Re: System monitor scheme


From: Glenn and Mary Everhart <Everhart () gce com>
Date: Wed, 29 Oct 2003 20:57:06 -0500

Folks -
Hate to reply to my own post, but a clarification seems needed. My notion here
is not to monitor EVERY single process in a machine, just one or a very few
such processes, which would be offering network services and thus are at the
"front line" and directly subject to attacks. The checksumming would moreover
be rarely needed if the OS sets code to be write protected from user mode. A
check every hour (or less often) would show up rare skulduggery there. The PC
check on the other hand could be made fast and cheap from kernel mode, and
could be done more often, possibly several times/second. Even with code memory
writeable, I would do checksums infrequently owing to their cpu cost.

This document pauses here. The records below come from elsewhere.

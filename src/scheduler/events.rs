//! Events streamed from the workers to whoever renders progress.

use super::progress::ProgressSnapshot;
use crate::models::TaskId;

/// Emitted during a scheduler run.
#[derive(Debug, Clone)]
pub enum SchedulerEvent {
    /// A worker picked up a task.
    Started {
        worker_id: usize,
        task_id: TaskId,
        label: String,
    },
    /// A task reached a terminal outcome.
    Finished {
        worker_id: usize,
        task_id: TaskId,
        /// `succeeded`, a no-data reason or a failure reason.
        outcome: &'static str,
        detail: Option<String>,
        progress: ProgressSnapshot,
    },
    /// Already completed in the ledger; never dispatched.
    Skipped {
        task_id: TaskId,
        progress: ProgressSnapshot,
    },
    /// A worker stopped pulling tasks.
    WorkerExited {
        worker_id: usize,
        error: Option<String>,
    },
}

impl SchedulerEvent {
    pub fn progress(&self) -> Option<&ProgressSnapshot> {
        match self {
            SchedulerEvent::Finished { progress, .. } | SchedulerEvent::Skipped { progress, .. } => {
                Some(progress)
            }
            _ => None,
        }
    }
}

A search in Freshmeat turned up one system that looked at the location of
the PC and stack at every system call, but nothing quite as suggested here.
The memory peeking is doable much as I did in DDT22 (c. 1980) but details
need to be different.

So, anyone heard of anything closer?

Thanks much

Glenn Everhart



All -

In working up a scheme to authenticate one program to another, it occurred to me that it might > be useful to be able to be assured a piece of code has not been altered during its running, on > the basis of occasional probes. If something bashed a program in memory only (as with a buffer
> overflow) this might stand a chance of noticing that this had been done.
>
> To do such a check, one would have to have some piece of code that lives in a system and > is able to peek at the memory used as code storage by some process, checking that this > memory has not been altered since program load (which can't in general be done till load > occurs since addressing fixups at least are likely to have taken place). I suppose that instead > some code that checked the program counter of a target program and made sure that if it > were not in a shareable library or the kernel, that it was executing out of the range of addresses > that had been set up as in bounds for code segments of the program, could provide a similar
> service.
>
> It would be most convenient if it were not necessary to have the link maps and thus not necessary > to feed address bounds in by hand, by figuring out where the code ought to be loaded based on > the executable. Clearly it makes no sense to try to checksum (by whatever decent algorithm) data > areas. If however I had a daemon that could checksum code areas when it noticed a new program > was running (running some file I was interested in) and that checksummed the code areas now and > then later, it might notice memory attacks of some types. If it checked the PC also, it could notice > that execution might be going on off the stack, heap, etc. This probably will not cover all possible
> bases of attack, but could cover enough to be worth using.
>
> Has anyone seen such programs in their travels, or is this another build-it-myself project?
>
> Thanks in advance for any who have suggestions.
>
> Glenn C. Everhart
> (everhart () gce com  home)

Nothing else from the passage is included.